During the process of grieving these losses we can also begin thinking about ways to still celebrate some of the events that have been canceled. A sign of resilience in times of grief is a natural fluctuation between sadness and mourning to acceptance and, potentially, happiness . Planning celebrations during this time might facilitate moments of comfort and joy. The following suggestions might aid in your plans to celebrate events such as birthdays, anniversaries, graduations, and even funerals during this time of social isolation .
- Birthdays: for younger children’s’ birthdays, make a fun and exciting craft with them. For older teens and adults, have an indoor or backyard scavenger hunt where the clues have a theme or represent your most memorable family vacation.
- Anniversaries: couples can write each other love notes and either share them or hide them throughout their house so that each person can stumble upon a sweet note each day.
- Graduations: when the diploma comes in the mail throw a party and invite extended family and friends via FaceTime or Skype to share in the celebration.
- Funerals: create a Facebook page where people can share their condolences and a brief memory of the person who has passed. Mourners can make a meal and leave it on the doorstep of the grieving family’s home.

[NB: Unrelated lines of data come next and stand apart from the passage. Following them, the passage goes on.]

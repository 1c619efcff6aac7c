//! GameView: maps a `core::SessionSnapshot` into a terminal framebuffer.
//!
//! This module is pure (no I/O). It can be unit-tested.

use crate::core::{CardView, SessionSnapshot};
use crate::fb::{BoxGlyphs, CellStyle, FrameBuffer, Rgb};
use crate::types::Phase;

/// Terminal viewport dimensions.
#[derive(Debug, Clone, Copy, PartialEq, Eq)]
pub struct Viewport {
    pub width: u16,
    pub height: u16,
}

impl Viewport {
    pub fn new(width: u16, height: u16) -> Self {
        Self { width, height }
    }
}

/// Presentation-only state layered over the snapshot.
#[derive(Debug, Clone, Copy, PartialEq, Eq, Default)]
pub struct Hud<'a> {
    /// Highlighted grid cell as `(column, row)`.
    pub cursor: Option<(u8, u8)>,
    /// One-line message shown instead of the key help.
    pub message: Option<&'a str>,
}

#[derive(Debug, Clone, Copy, PartialEq, Eq)]
pub enum AnchorY {
    Center,
    Top,
}

/// Width of the side panel, including its left gap.
const PANEL_W: u16 = 30;
/// Board area used when there is no deck to lay out.
const IDLE_BOARD_W: u16 = 31;
const IDLE_BOARD_H: u16 = 7;
const HISTORY_NAME_W: usize = 8;
const KEY_HELP: &str = "←↑↓→ move  space flip  r restart  1-3 level  n new  x reset  q quit";

const BG: Rgb = Rgb::new(0, 0, 0);
const TABLE_BG: Rgb = Rgb::new(20, 40, 30);

/// Screen geometry of the board frame for one render.
#[derive(Debug, Clone, Copy, PartialEq, Eq)]
pub struct BoardLayout {
    pub frame_x: u16,
    pub frame_y: u16,
    pub frame_w: u16,
    pub frame_h: u16,
    card_w: u16,
    card_h: u16,
    gap: u16,
}

impl BoardLayout {
    /// Top-left terminal cell of the card at a grid position.
    pub fn card_origin(&self, column: u8, row: u8) -> (u16, u16) {
        let x = self.frame_x + 2 + column as u16 * (self.card_w + self.gap);
        let y = self.frame_y + 1 + row as u16 * (self.card_h + self.gap / 2);
        (x, y)
    }
}

/// A lightweight terminal renderer for the memory board.
pub struct GameView {
    /// Card width in terminal columns (including its border).
    card_w: u16,
    /// Card height in terminal rows (including its border).
    card_h: u16,
    anchor_y: AnchorY,
}

impl Default for GameView {
    fn default() -> Self {
        // 7x3 keeps a card roughly square on typical terminal glyphs.
        Self {
            card_w: 7,
            card_h: 3,
            anchor_y: AnchorY::Center,
        }
    }
}

impl GameView {
    pub fn new(card_w: u16, card_h: u16) -> Self {
        Self {
            card_w: card_w.max(3),
            card_h: card_h.max(3),
            anchor_y: AnchorY::Center,
        }
    }

    pub fn with_anchor_y(mut self, anchor_y: AnchorY) -> Self {
        self.anchor_y = anchor_y;
        self
    }

    /// Where the board frame lands for this snapshot and viewport.
    pub fn layout(&self, snap: &SessionSnapshot, viewport: Viewport) -> BoardLayout {
        let gap = 2;
        let (inner_w, inner_h) = if snap.cards.is_empty() || snap.columns == 0 {
            (IDLE_BOARD_W, IDLE_BOARD_H)
        } else {
            let cols = snap.columns as u16;
            let rows = snap.rows as u16;
            (
                cols * self.card_w + (cols - 1) * gap + 2,
                rows * self.card_h + (rows - 1) * (gap / 2),
            )
        };
        let frame_w = inner_w + 2;
        let frame_h = inner_h + 2;

        let total_w = if viewport.width >= frame_w + PANEL_W {
            frame_w + PANEL_W
        } else {
            frame_w
        };
        let frame_x = viewport.width.saturating_sub(total_w) / 2;
        // Keep the last row free for the message bar.
        let usable_h = viewport.height.saturating_sub(1);
        let frame_y = match self.anchor_y {
            AnchorY::Center => usable_h.saturating_sub(frame_h) / 2,
            AnchorY::Top => 0,
        };

        BoardLayout {
            frame_x,
            frame_y,
            frame_w,
            frame_h,
            card_w: self.card_w,
            card_h: self.card_h,
            gap,
        }
    }

    /// Render into an existing framebuffer.
    ///
    /// Callers can reuse a framebuffer across frames and only resize when the
    /// terminal size changes.
    pub fn render_into(
        &self,
        snap: &SessionSnapshot,
        hud: &Hud<'_>,
        viewport: Viewport,
        fb: &mut FrameBuffer,
    ) {
        fb.resize(viewport.width, viewport.height);
        fb.clear(CellStyle::default().cell(' '));

        let layout = self.layout(snap, viewport);
        let table = CellStyle::new(Rgb::new(90, 110, 100), TABLE_BG);
        let border = CellStyle::new(Rgb::new(200, 200, 200), BG);

        fb.fill_rect(
            layout.frame_x + 1,
            layout.frame_y + 1,
            layout.frame_w - 2,
            layout.frame_h - 2,
            ' ',
            table,
        );
        fb.draw_box(
            layout.frame_x,
            layout.frame_y,
            layout.frame_w,
            layout.frame_h,
            BoxGlyphs::LIGHT,
            border,
        );
        fb.put_str(layout.frame_x + 2, layout.frame_y, " MEMORY ", border.bold());

        if snap.cards.is_empty() {
            self.draw_idle_prompt(fb, &layout);
        } else {
            for row in 0..snap.rows {
                for column in 0..snap.columns {
                    if let Some(card) = snap.card_at(column, row) {
                        let (x, y) = layout.card_origin(column, row);
                        let selected = hud.cursor == Some((column, row));
                        self.draw_card(fb, x, y, card, selected);
                    }
                }
            }
        }

        self.draw_side_panel(fb, snap, viewport, &layout);

        if snap.phase == Phase::Finished {
            self.draw_overlay_text(fb, &layout, "FINISHED - press r");
        }

        let bar_y = viewport.height.saturating_sub(1);
        match hud.message {
            Some(msg) => {
                let style = CellStyle::new(Rgb::new(255, 210, 90), BG).bold();
                fb.put_str(0, bar_y, msg, style);
            }
            None => {
                let style = CellStyle::new(Rgb::new(140, 140, 140), BG).dim();
                fb.put_str(0, bar_y, KEY_HELP, style);
            }
        }
    }

    /// Convenience helper that allocates a new framebuffer.
    pub fn render(&self, snap: &SessionSnapshot, hud: &Hud<'_>, viewport: Viewport) -> FrameBuffer {
        let mut fb = FrameBuffer::new(viewport.width, viewport.height);
        self.render_into(snap, hud, viewport, &mut fb);
        fb
    }

    fn draw_card(&self, fb: &mut FrameBuffer, x: u16, y: u16, card: &CardView, selected: bool) {
        let (edge, face, glyph) = if card.matched {
            (
                CellStyle::new(Rgb::new(90, 180, 110), TABLE_BG).dim(),
                CellStyle::new(Rgb::new(120, 230, 140), Rgb::new(30, 60, 40)),
                card.value.as_char(),
            )
        } else if card.face_up {
            (
                CellStyle::new(Rgb::new(240, 240, 240), TABLE_BG),
                CellStyle::new(Rgb::new(20, 20, 20), Rgb::new(230, 230, 220)).bold(),
                card.value.as_char(),
            )
        } else {
            (
                CellStyle::new(Rgb::new(110, 130, 170), TABLE_BG),
                CellStyle::new(Rgb::new(70, 90, 150), Rgb::new(35, 45, 80)),
                '░',
            )
        };

        let (glyphs, edge) = if selected {
            (
                BoxGlyphs::HEAVY,
                CellStyle::new(Rgb::new(255, 210, 90), TABLE_BG).bold(),
            )
        } else {
            (BoxGlyphs::LIGHT, edge)
        };

        let inner_w = self.card_w - 2;
        let inner_h = self.card_h - 2;
        let fill = if card.face_up || card.matched { ' ' } else { '░' };
        fb.fill_rect(x + 1, y + 1, inner_w, inner_h, fill, face);
        fb.put_char(x + self.card_w / 2, y + self.card_h / 2, glyph, face);
        fb.draw_box(x, y, self.card_w, self.card_h, glyphs, edge);
    }

    fn draw_idle_prompt(&self, fb: &mut FrameBuffer, layout: &BoardLayout) {
        let title = CellStyle::new(Rgb::new(240, 240, 240), TABLE_BG).bold();
        let hint = CellStyle::new(Rgb::new(180, 200, 190), TABLE_BG);
        let x = layout.frame_x + 1;
        let w = layout.frame_w - 2;
        let y = layout.frame_y + 2;
        fb.put_str_centered(x, y, w, "No game in progress", title);
        fb.put_str_centered(x, y + 2, w, "n  new game", hint);
        fb.put_str_centered(x, y + 3, w, "1/2/3  easy/medium/hard", hint);
        fb.put_str_centered(x, y + 4, w, "q  quit", hint);
    }

    fn draw_side_panel(
        &self,
        fb: &mut FrameBuffer,
        snap: &SessionSnapshot,
        viewport: Viewport,
        layout: &BoardLayout,
    ) {
        let panel_x = layout.frame_x.saturating_add(layout.frame_w).saturating_add(2);
        if panel_x.saturating_add(PANEL_W - 2) > viewport.width {
            return;
        }

        let label = CellStyle::new(Rgb::new(220, 220, 220), BG).bold();
        let value = CellStyle::new(Rgb::new(200, 200, 200), BG);
        let dim = value.dim();

        let mut y = layout.frame_y;
        fb.put_str(panel_x, y, "PLAYER", label);
        y += 1;
        if snap.player_label.is_empty() {
            fb.put_str(panel_x, y, "-", value);
        } else {
            fb.put_str(panel_x, y, &snap.player_label, value);
        }
        y += 2;

        fb.put_str(panel_x, y, "LEVEL", label);
        y += 1;
        match snap.difficulty {
            Some(name) => {
                let end = fb.put_str(panel_x, y, name, value);
                let end = fb.put_u32(end + 1, y, snap.columns as u32, dim);
                let end = fb.put_str(end, y, "x", dim);
                fb.put_u32(end, y, snap.rows as u32, dim);
            }
            None => {
                fb.put_str(panel_x, y, "-", value);
            }
        }
        y += 2;

        fb.put_str(panel_x, y, "MOVES", label);
        fb.put_str(panel_x + 8, y, "PAIRS", label);
        fb.put_str(panel_x + 16, y, "TIME", label);
        y += 1;
        fb.put_u32(panel_x, y, snap.status.move_count, value);
        let end = fb.put_u32(panel_x + 8, y, snap.status.pairs_matched, value);
        let end = fb.put_str(end, y, "/", dim);
        fb.put_u32(end, y, snap.status.total_pairs, dim);
        put_clock(fb, panel_x + 16, y, snap.status.elapsed_seconds, value);
        y += 2;

        fb.put_str(panel_x, y, "HISTORY", label);
        y += 1;
        if snap.history.is_empty() {
            fb.put_str(panel_x, y, "no finished games", dim);
            return;
        }
        for (i, entry) in snap.history.iter().enumerate() {
            if y >= viewport.height.saturating_sub(1) {
                break;
            }
            let rank = if i == 0 { value.bold() } else { value };
            fb.put_u32(panel_x, y, i as u32 + 1, dim);
            let name_x = panel_x + 2;
            for (dx, ch) in entry.player_label.chars().take(HISTORY_NAME_W).enumerate() {
                fb.put_char(name_x + dx as u16, y, ch, rank);
            }
            let x = name_x + HISTORY_NAME_W as u16 + 1;
            fb.put_str(x, y, entry.difficulty, dim);
            fb.put_u32(x + 7, y, entry.move_count, rank);
            put_clock(fb, x + 11, y, entry.elapsed_seconds, rank);
            y += 1;
        }
    }

    fn draw_overlay_text(&self, fb: &mut FrameBuffer, layout: &BoardLayout, text: &str) {
        let mid_y = layout.frame_y.saturating_add(layout.frame_h / 2);
        let style = CellStyle::new(Rgb::new(255, 255, 255), BG).bold();
        fb.put_str_centered(layout.frame_x, mid_y, layout.frame_w, text, style);
    }
}

/// Write seconds as `m:ss`; returns the column after it.
fn put_clock(fb: &mut FrameBuffer, x: u16, y: u16, seconds: u32, style: CellStyle) -> u16 {
    let end = fb.put_u32(x, y, seconds / 60, style);
    fb.put_char(end, y, ':', style);
    let secs = seconds % 60;
    let mut x = end + 1;
    if secs < 10 {
        fb.put_char(x, y, '0', style);
        x += 1;
    }
    fb.put_u32(x, y, secs, style)
}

There are many ways still to celebrate canceled events while maintaining social distancing. It takes more thought, creativity, and perhaps energy to celebrate events this way, but hopefully, these ideas will help.
1. Weir, K. (2020, April 1). Grief and COVID-19: Mourning our bygone lives. American Psychological Association.
2. Kubler-Ross, E. (1969). On Death and Dying. Scribner Publishers.
3. Beerman, A. (2020, March 26). Cancelled Birthday Party? No Graduation? Tips on Celebrating Missed Milestones during COVID-19.The University of Vermont Health Network.